Dicha merma, tan sólo en el pasado año, fue de un tercio su venta por el canal más emblemático: la del público en general por medio de los kioscos.

En el frente económico, las cifras no dejan lugar a dudas: pierde 100.000 euros mensuales, tiene una deuda de 6,4 millones de euros, y -si no se consiguen nuevos recursos- el matutino no podrá pagar los salarios el próximo mes de marzo.

En el diario Libération ocurre una paradoja, que no ha demostrado funcionar en el tiempo: ideológicamente se vende como un diario de izquierdas, pero su principal accionista es Edouard de Rothschild.

A lo mejor el nombre no les suene a muchos, pero aquí sería como que Franco Macri, Carlos Bulgheroni o Eduardo Eurnekián financiaran un diario de cualquier formación política bien a la izquierda.

Tener un pie en cada sistema ideológico, aun en una era en que se dice que las ideologías han muerto, no ha demostrado ser muy provechoso para el diario. En realidad, ha puesto en cuestión uno de los puntales de cualquier medio informativo: su credibilidad.

Frente a la crisis de lectores “de izquierda”, Edouard de Rothschild y sus asociados, que ya han perdido varias decenas de millones de euros durante los últimos siete años, apuestas a medidas típicamente del sentido contrario: recorte de salarios y restricciones de gastos, por una suma de cuatro millones de euros.

Frente a la clara posibilidad de una debacle, y la receta del ajuste, un accionista minoritario ha instalado la idea de convertirlo en una red social. Escapar a la extinción, apostando a Internet.

Hace no mucho, estuvimos asesorando en una reunión de un medio nacional que atraviesa por una crisis de lectores, aunque no de tanta magnitud.

En tal encuentro para afrontar la baja en los números de la circulación, se puso en evidencia que, hoy en día, para permanecer en papel, uno debe estar situado también en Internet con fuerte presencia y contenidos.

El caso característico es del periódico Perfil, que solamente sale en formato papel durante sábados y domingos, siendo el resto de la semana de formato electrónico, accesible a través de una página web.

En el caso de Libération, también lleva tiempo con el concepto de diario con dos versiones, incluyendo la edición impresa así como actualizaciones regulares, con contenidos audiovisuales.

Desde 2007, la sección «Libélabo» se muestra muy innovadora en contenidos audiovisuales al margen de la actualidad cotidiana. Pero no ha conseguido revertir los resultados negativos de la empresa.

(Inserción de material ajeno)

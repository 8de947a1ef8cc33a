use mem_dbg::{MemDbg, MemSize};

use crate::channel::{BitDecoder, BitEncoder};
use crate::model::bit_model::{Adaptation, AdaptiveBitModel};
use crate::Result;

/// The number of exponent and mantissa levels, i.e., the bit width of the coded values.
pub const LEVELS: usize = 16;

/// The largest bound an integer coder accepts.
pub const MAX_BOUND: u32 = (1 << LEVELS) - 1;

/// The adaptation speeds of the models of a [`BoundedIntegerCoder`].
#[derive(Clone, Copy, Debug, PartialEq, Eq, MemDbg, MemSize)]
pub struct IntegerCoderConfig {
    /// The adaptation of the model deciding whether the value is zero.
    pub zero: Adaptation,
    /// The adaptation of the models deciding the exponent.
    pub exponent: Adaptation,
    /// The adaptation of the models deciding the mantissa bits.
    pub mantissa: Adaptation,
}

impl Default for IntegerCoderConfig {
    fn default() -> Self {
        Self {
            zero: Adaptation::SLOW,
            exponent: Adaptation::MEDIUM,
            mantissa: Adaptation::FAST,
        }
    }
}

/// A coder for integers known to lie in `[0, max]`, with `max` at most [`MAX_BOUND`].
///
/// A value is coded as a sequence of adaptive binary decisions:
/// 1. whether it is zero;
/// 2. if not, its exponent `e = ⌊log₂(value)⌋`, in unary, each step with its own model. The
///    exponent of `max` needs no terminating decision;
/// 3. the `e` bits below the leading one, from the most significant, each position with its own
///    model. Positions where a one would exceed `max` are forced to zero and cost nothing.
///
/// When `max` is zero nothing is coded at all.
#[derive(Clone, Debug, MemDbg, MemSize)]
pub struct BoundedIntegerCoder {
    zero: AdaptiveBitModel,
    exp: [AdaptiveBitModel; LEVELS],
    mant: [AdaptiveBitModel; LEVELS],
}

impl Default for BoundedIntegerCoder {
    fn default() -> Self {
        Self::new(IntegerCoderConfig::default())
    }
}

impl BoundedIntegerCoder {
    pub fn new(config: IntegerCoderConfig) -> Self {
        Self {
            zero: AdaptiveBitModel::new(config.zero),
            exp: [AdaptiveBitModel::new(config.exponent); LEVELS],
            mant: [AdaptiveBitModel::new(config.mantissa); LEVELS],
        }
    }

    /// Encodes `value`, known to lie in `[0, max]`.
    ///
    /// # Panics
    /// If `value > max` or `max > MAX_BOUND`.
    pub fn write(&mut self, channel: &mut impl BitEncoder, value: u32, max: u32) {
        assert!(max <= MAX_BOUND, "Bound {} exceeds {}", max, MAX_BOUND);
        assert!(value <= max, "Value {} exceeds its bound {}", value, max);

        if max == 0 {
            return;
        }

        self.zero.write(channel, value != 0);
        if value == 0 {
            return;
        }

        let e = value.ilog2() as usize;
        let emax = max.ilog2() as usize;

        for i in 0..emax {
            let hit = i == e;
            self.exp[i].write(channel, hit);
            if hit {
                break;
            }
        }

        let mut have = 1 << e;
        for pos in (0..e).rev() {
            let with_one = have | (1 << pos);
            if with_one > max {
                continue;
            }
            let bit = value & (1 << pos) != 0;
            self.mant[pos].write(channel, bit);
            if bit {
                have = with_one;
            }
        }
        debug_assert_eq!(have, value);
    }

    /// Decodes a value known to lie in `[0, max]`.
    ///
    /// # Panics
    /// If `max > MAX_BOUND`.
    pub fn read(&mut self, channel: &mut impl BitDecoder, max: u32) -> Result<u32> {
        assert!(max <= MAX_BOUND, "Bound {} exceeds {}", max, MAX_BOUND);

        if max == 0 || !self.zero.read(channel)? {
            return Ok(0);
        }

        let emax = max.ilog2() as usize;
        let mut e = emax;

        for i in 0..emax {
            if self.exp[i].read(channel)? {
                e = i;
                break;
            }
        }

        let mut have = 1 << e;
        for pos in (0..e).rev() {
            let with_one = have | (1 << pos);
            if with_one > max {
                continue;
            }
            if self.mant[pos].read(channel)? {
                have = with_one;
            }
        }
        Ok(have)
    }
}
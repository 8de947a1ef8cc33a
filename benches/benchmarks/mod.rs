use rand::prelude::SmallRng;
use rand::{Rng, SeedableRng};
use voxel_entropy::grid::Dimensions;

pub mod channel;
pub mod grid_codec;

/// Number of decisions used to bench the channels.
const DECISIONS: usize = 1 << 22;

/// Extent of the region used to bench the grid codec.
const DIMS: Dimensions = Dimensions {
    chunks_x: 8,
    chunks_z: 8,
    height: 128,
};

/// Number of entries of the palette of the benched region.
const PALETTE_SIZE: usize = 300;

/// Creates [`DECISIONS`] bits, where a one appears with probability 1/3.
pub fn get_bits() -> Vec<bool> {
    let mut rng = SmallRng::seed_from_u64(0);
    (0..DECISIONS).map(|_| rng.gen_range(0..3) == 0).collect()
}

Por eso, no debe confundirse formato con contenido. Internet no es una panacea: mucha gente ávida de lectura lo elige, porque tiene disponible más rápidamente más contenido que en papel.

Qué poner allí para captar la atención del lector es realmente el quid de la cuestión. Pensar de otra forma es sólo tener un escenario más para mostrar que no se tiene nada para decir, o que lo que se dice, lo creen cada vez menos personas.

 * Abogado. Doctor en Ciencias Jurídicas.** Agente de la Propiedad Industrial.